结果：住院成人糖尿病患者在使用聚类分析后可获得与国际相一致的5类亚型，其中轻度肥胖相关型糖尿病（MOD）患者人数最多占所有患者的34.55%,其它依次是轻度年龄相关型糖尿病（MARD）（21.55%）、严重胰岛素缺乏型糖尿病（SIDD）（20.51%）、严重胰岛素抵抗型糖尿病（SIRD）（19.02%）、严重自身免疫性糖尿病（SAID）（4.36%）。
其中第严重自身免疫性糖尿病及严重胰岛素缺乏型糖尿病发生糖尿病酮症的风险最高。第严重胰岛素缺乏型糖尿病视网膜病变的风险最高。轻度年龄相关型发生糖尿病周围血管病的风险最高。

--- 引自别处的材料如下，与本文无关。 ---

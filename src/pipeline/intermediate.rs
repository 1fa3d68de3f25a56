//! Stage 1: document → intermediate PDF via the office suite.
//!
//! ## Output discovery
//!
//! The office suite names its output after the input stem (`report.docx` →
//! `report.pdf`), but not every build agrees on how to normalise unusual
//! names. So discovery is two-step: the expected name first, then a scan of
//! the workspace root that accepts a single PDF and refuses to pick among
//! several.

use crate::config::{ConversionConfig, INTERMEDIATE_EXTENSION};
use crate::error::{Doc2ImgError, Stage};
use crate::pipeline::process::StageInvocation;
use crate::workspace::Workspace;
use std::path::{Path, PathBuf};
use tracing::{debug, info};

/// Build the office-suite command converting `input` to PDF in the root.
pub fn invocation(
    config: &ConversionConfig,
    workspace: &Workspace,
    input: &Path,
) -> Result<StageInvocation, Doc2ImgError> {
    Ok(StageInvocation::new(Stage::Intermediate, &config.office_binary)
        .arg(format!("-env:UserInstallation={}", workspace.profile_url()?))
        .arg("--headless")
        .arg("--convert-to")
        .arg(INTERMEDIATE_EXTENSION)
        .arg(input.to_string_lossy())
        .arg("--outdir")
        .arg(workspace.root().to_string_lossy()))
}

/// Locate the PDF produced for `input` inside `root`.
pub fn discover(root: &Path, input: &Path) -> Result<PathBuf, Doc2ImgError> {
    let stem = input
        .file_stem()
        .map(|s| s.to_string_lossy().into_owned())
        .unwrap_or_default();
    let expected = root.join(format!("{stem}.{INTERMEDIATE_EXTENSION}"));

    if expected.is_file() {
        debug!("Found intermediate at expected path {}", expected.display());
        return Ok(expected);
    }

    let mut candidates = list_with_extension(root, INTERMEDIATE_EXTENSION)?;
    if candidates.len() == 1 {
        let found = candidates.remove(0);
        info!(
            "Expected {} but found single PDF {}; using it",
            expected.display(),
            found.display()
        );
        return Ok(found);
    }

    Err(Doc2ImgError::AmbiguousOutput {
        expected,
        candidates,
    })
}

/// Regular files directly in `dir` whose extension equals `ext`
/// (ASCII case-insensitive), sorted by file name.
pub(crate) fn list_with_extension(dir: &Path, ext: &str) -> Result<Vec<PathBuf>, Doc2ImgError> {
    let entries = std::fs::read_dir(dir).map_err(|e| Doc2ImgError::Resource {
        path: dir.to_path_buf(),
        source: e,
    })?;

    let mut files = Vec::new();
    for entry in entries {
        let entry = entry.map_err(|e| Doc2ImgError::Resource {
            path: dir.to_path_buf(),
            source: e,
        })?;
        let path = entry.path();
        let matches = path
            .extension()
            .is_some_and(|e| e.to_string_lossy().eq_ignore_ascii_case(ext));
        if matches && path.is_file() {
            files.push(path);
        }
    }
    files.sort_by(|a, b| a.file_name().cmp(&b.file_name()));
    Ok(files)
}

Background:Diabetes mellitus is a metabolic disorder characterized by the presence of hyperglycemia due to defective insulin secretion, defective insulin action or both. According to existing classification system, the common types of diabetes mellitus are type 1 diabetes, type2 diabetes, other specific types of diabetes and gestational diabetes[1]. But type 2 diabetes is highly heterogeneous which increases difficulties in differing and treating in clinical practice. The novel international classification method based on six variables using a cluster method provide a new view of differing adult-onset diabetes. In the meantime, the different risk of diabetic complications between subgroups could enhance the possibility of precise treatment. But the result among inpatient is uncertain.

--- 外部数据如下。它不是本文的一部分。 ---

// ── Scenarios ────────────────────────────────────────────────────────────────

#[test]
fn report_docx_becomes_three_page_archive() {
    let scratch = tempfile::tempdir().unwrap();
    let cfg = config(scratch.path());
    let runner = FakeConverters::report();

    let archive = ConversionPipeline::new(&cfg, &runner)
        .run("report.docx", b"PK fake docx")
        .unwrap();

    assert_eq!(archive.filename(), "report_images.zip");
    assert_eq!(
        entries_of(archive.path()),
        ["page-1.png", "page-2.png", "page-3.png"]
    );
    assert_eq!(archive.stats.page_count, 3);
    assert_eq!(runner.calls(), [Stage::Intermediate, Stage::Rasterize]);

    // Entries carry the rasteriser's bytes untouched.
    let mut zip = zip::ZipArchive::new(std::fs::File::open(archive.path()).unwrap()).unwrap();
    let mut body = String::new();
    zip.by_name("page-2.png").unwrap().read_to_string(&mut body).unwrap();
    assert_eq!(body, "page-2.png");

    let root = archive.workspace_root().to_path_buf();
    assert!(root.exists(), "workspace lives until delivery is done");
    archive.finish().unwrap();
    assert!(!root.exists());
    assert!(scratch_is_empty(scratch.path()));
}

#[test]
fn stage_one_failure_reports_stderr_and_cleans_up() {
    let scratch = tempfile::tempdir().unwrap();
    let cfg = config(scratch.path());
    let runner = FakeConverters::new(
        StageScript::fails(1, "macro error\n"),
        StageScript::writes(&["page-1.png"]),
    );

    let err = ConversionPipeline::new(&cfg, &runner)
        .run("report.docx", b"x")
        .unwrap_err();

    assert!(matches!(
        err,
        Doc2ImgError::Conversion {
            stage: Stage::Intermediate,
            ..
        }
    ));
    assert!(err.to_string().contains("macro error"), "got: {err}");
    assert_eq!(runner.calls(), [Stage::Intermediate], "stage 2 must not run");
    assert!(scratch_is_empty(scratch.path()));
}

#[test]
fn stage_two_failure_is_attributed_to_rasterizer() {
    let scratch = tempfile::tempdir().unwrap();
    let cfg = config(scratch.path());
    let runner = FakeConverters::new(
        StageScript::writes(&["report.pdf"]),
        StageScript::fails(99, "Syntax Error: Couldn't read xref table"),
    );

    let err = ConversionPipeline::new(&cfg, &runner)
        .run("report.docx", b"x")
        .unwrap_err();

    assert_eq!(err.stage(), Some(Stage::Rasterize));
    assert!(err.to_string().contains("xref"));
    assert!(scratch_is_empty(scratch.path()));
}

#[test]
fn missing_intermediate_is_ambiguous_output() {
    let scratch = tempfile::tempdir().unwrap();
    let cfg = config(scratch.path());
    let runner = FakeConverters::new(StageScript::default(), StageScript::default());

    let err = ConversionPipeline::new(&cfg, &runner)
        .run("report.docx", b"x")
        .unwrap_err();

    match err {
        Doc2ImgError::AmbiguousOutput { candidates, .. } => assert!(candidates.is_empty()),
        other => panic!("expected AmbiguousOutput, got {other:?}"),
    }
    assert_eq!(runner.calls(), [Stage::Intermediate]);
    assert!(scratch_is_empty(scratch.path()));
}

#[test]
fn several_unrelated_intermediates_are_ambiguous_output() {
    let scratch = tempfile::tempdir().unwrap();
    let cfg = config(scratch.path());
    let runner = FakeConverters::new(
        StageScript::writes(&["one.pdf", "two.pdf"]),
        StageScript::writes(&["page-1.png"]),
    );

    let err = ConversionPipeline::new(&cfg, &runner)
        .run("report.docx", b"x")
        .unwrap_err();

    match err {
        Doc2ImgError::AmbiguousOutput { candidates, .. } => assert_eq!(candidates.len(), 2),
        other => panic!("expected AmbiguousOutput, got {other:?}"),
    }
    assert!(scratch_is_empty(scratch.path()));
}

#[test]
fn single_differently_named_intermediate_is_accepted() {
    let scratch = tempfile::tempdir().unwrap();
    let cfg = config(scratch.path());
    let runner = FakeConverters::new(
        StageScript::writes(&["Report Final.pdf"]),
        StageScript::writes(&["page-1.png"]),
    );

    let archive = ConversionPipeline::new(&cfg, &runner)
        .run("report.docx", b"x")
        .unwrap();
    assert_eq!(archive.stats.page_count, 1);
}

#[test]
fn zero_pages_with_clean_exit_is_no_output() {
    let scratch = tempfile::tempdir().unwrap();
    let cfg = config(scratch.path());
    let runner = FakeConverters::new(
        StageScript::writes(&["report.pdf"]),
        StageScript::writes(&["notes.txt"]),
    );

    let err = ConversionPipeline::new(&cfg, &runner)
        .run("report.docx", b"x")
        .unwrap_err();

    assert!(matches!(err, Doc2ImgError::NoOutput { .. }), "got {err:?}");
    assert_eq!(err.kind(), "no_output");
    assert!(scratch_is_empty(scratch.path()));
}

#[test]
fn uploaded_image_is_not_mistaken_for_a_page() {
    let scratch = tempfile::tempdir().unwrap();
    let cfg = config(scratch.path());
    let runner = FakeConverters::new(
        StageScript::writes(&["page.pdf"]),
        StageScript::writes(&["page-1.png"]),
    );

    let archive = ConversionPipeline::new(&cfg, &runner)
        .run("page.png", b"not really a png")
        .unwrap();
    assert_eq!(archive.packaged.entries, ["page-1.png"]);
}

#[test]
fn launch_failure_cleans_up() {
    let scratch = tempfile::tempdir().unwrap();
    let cfg = config(scratch.path());
    let runner = FakeConverters::new(StageScript::raises(Fault::Launch), StageScript::default());

    let err = ConversionPipeline::new(&cfg, &runner)
        .run("report.docx", b"x")
        .unwrap_err();

    assert_eq!(err.kind(), "launch_failed");
    assert_eq!(runner.calls(), [Stage::Intermediate]);
    assert!(scratch_is_empty(scratch.path()));
}

#[test]
fn missing_converter_binary_cleans_up() {
    let scratch = tempfile::tempdir().unwrap();
    let cfg = ConversionConfig::builder()
        .office_binary("definitely-not-an-office-suite-3c9a")
        .scratch_dir(scratch.path())
        .build()
        .unwrap();
    let runner = SystemRunner::new(cfg.stage_timeout());

    let err = ConversionPipeline::new(&cfg, &runner)
        .run("report.docx", b"x")
        .unwrap_err();

    assert!(matches!(
        err,
        Doc2ImgError::LaunchFailed {
            stage: Stage::Intermediate,
            ..
        }
    ));
    assert!(scratch_is_empty(scratch.path()));
}

#[test]
fn convert_sync_runs_without_a_runtime() {
    let scratch = tempfile::tempdir().unwrap();
    let cfg = ConversionConfig::builder()
        .office_binary("definitely-not-an-office-suite-3c9a")
        .scratch_dir(scratch.path())
        .build()
        .unwrap();

    let err = convert_sync("report.docx", b"x", &cfg).unwrap_err();

    assert_eq!(err.kind(), "launch_failed");
    assert!(scratch_is_empty(scratch.path()));
}

#[test]
fn stage_timeout_cleans_up() {
    let scratch = tempfile::tempdir().unwrap();
    let cfg = config(scratch.path());
    let runner = FakeConverters::new(
        StageScript::writes(&["report.pdf"]),
        StageScript::raises(Fault::Timeout),
    );

    let err = ConversionPipeline::new(&cfg, &runner)
        .run("report.docx", b"x")
        .unwrap_err();

    assert_eq!(err.kind(), "stage_timeout");
    assert_eq!(err.stage(), Some(Stage::Rasterize));
    assert!(scratch_is_empty(scratch.path()));
}

#[test]
fn packaging_failure_cleans_up() {
    let scratch = tempfile::tempdir().unwrap();
    let cfg = config(scratch.path());
    // A directory squatting on the archive path makes the zip unwritable.
    let runner = FakeConverters::new(
        StageScript::writes(&["report.pdf"]),
        StageScript {
            writes: vec!["page-1.png".into()],
            dirs: vec!["report_images.zip".into()],
            ..Default::default()
        },
    );

    let err = ConversionPipeline::new(&cfg, &runner)
        .run("report.docx", b"x")
        .unwrap_err();

    assert!(matches!(err, Doc2ImgError::Packaging { .. }), "got {err:?}");
    assert!(scratch_is_empty(scratch.path()));
}

#[test]
fn unsavable_upload_cleans_up() {
    let scratch = tempfile::tempdir().unwrap();
    let cfg = config(scratch.path());
    let runner = FakeConverters::report();
    let name = format!("{}.docx", "a".repeat(300));

    let err = ConversionPipeline::new(&cfg, &runner)
        .run(&name, b"x")
        .unwrap_err();

    assert_eq!(err.kind(), "upload_io");
    assert!(runner.calls().is_empty(), "no stage may run without an input");
    assert!(scratch_is_empty(scratch.path()));
}

// ── Ordering ─────────────────────────────────────────────────────────────────

#[test]
fn zero_padded_pages_keep_numeric_order() {
    let scratch = tempfile::tempdir().unwrap();
    let cfg = config(scratch.path());
    let pages: Vec<String> = (1..=12).map(|n| format!("page-{n:02}.png")).collect();
    let refs: Vec<&str> = pages.iter().rev().map(String::as_str).collect();
    let runner = FakeConverters::new(StageScript::writes(&["report.pdf"]), StageScript::writes(&refs));

    let archive = ConversionPipeline::new(&cfg, &runner)
        .run("report.docx", b"x")
        .unwrap();
    assert_eq!(archive.packaged.entries, pages);
    assert_eq!(entries_of(archive.path()), pages);
}

#[test]
fn unpadded_pages_follow_filename_order() {
    let scratch = tempfile::tempdir().unwrap();
    let cfg = config(scratch.path());
    let runner = FakeConverters::new(
        StageScript::writes(&["report.pdf"]),
        StageScript::writes(&["page-2.png", "page-10.png", "page-1.png"]),
    );

    let archive = ConversionPipeline::new(&cfg, &runner)
        .run("report.docx", b"x")
        .unwrap();
    // Lexicographic, not numeric: pdftoppm pads, so this only shows up with
    // rasterisers that don't.
    assert_eq!(
        archive.packaged.entries,
        ["page-1.png", "page-10.png", "page-2.png"]
    );
}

Purpose: Discus whether the novel subgroups of adult-onset diabetes discovered by professor Emma Ahlqvist in hospitalized diabetes remains the same with the newly diagnosed diabetes. Discuss the different risk of developing a diabetic complication among different subgroups.
Methods: we collected inpatients data in Beijing Hospital from 2017, January to 2018, December who has diagnosed with type 1 diabetes, type 2 diabetes or LADA. Then, we use six variables:glutamate decarboxylase antibodies（GADA）, BMI, HbA1c, and homoeostatic model assessment  estimates of β-cell function and insulin resistance, age at diagnosis) to do a data driven analysis using k-means clustering method. And compare the risks for each subgroup developing a diabetic complication,including DN（diabetic nephropathy）, DR(diabetic retinopathy),DPVD(diabetic peripheral vascular disease), DSPN(diabetic  distal symmetric polyneuropathy), DK（diabetic ketosis）or a concomitant disease such as hypertension, dyslipidemia, CHD(coronary heart disease） with a chi-square test.
Findings:After clustering there are five subgroups exactly the same as the previous findings: the biggest part is mild obesity-related diabetes(34.55%), follwed as mild age-related diabetes(21.55%), severe insulin-deficient diabetes(20.51%),severe insulin-resistant diabetes(19.02%) and severe autoimmune diabetes(4.36%).
In particular,severe autoimmune diabetes and severe insulin-suficient diabetes have significant higher risk of diabetic ketosis. Severe insulin-suficient diabetes has significant higher risk of diabetic retinopathy. Mild age-related diabetes has significant higher risk of diabetic peripheral vascular disease.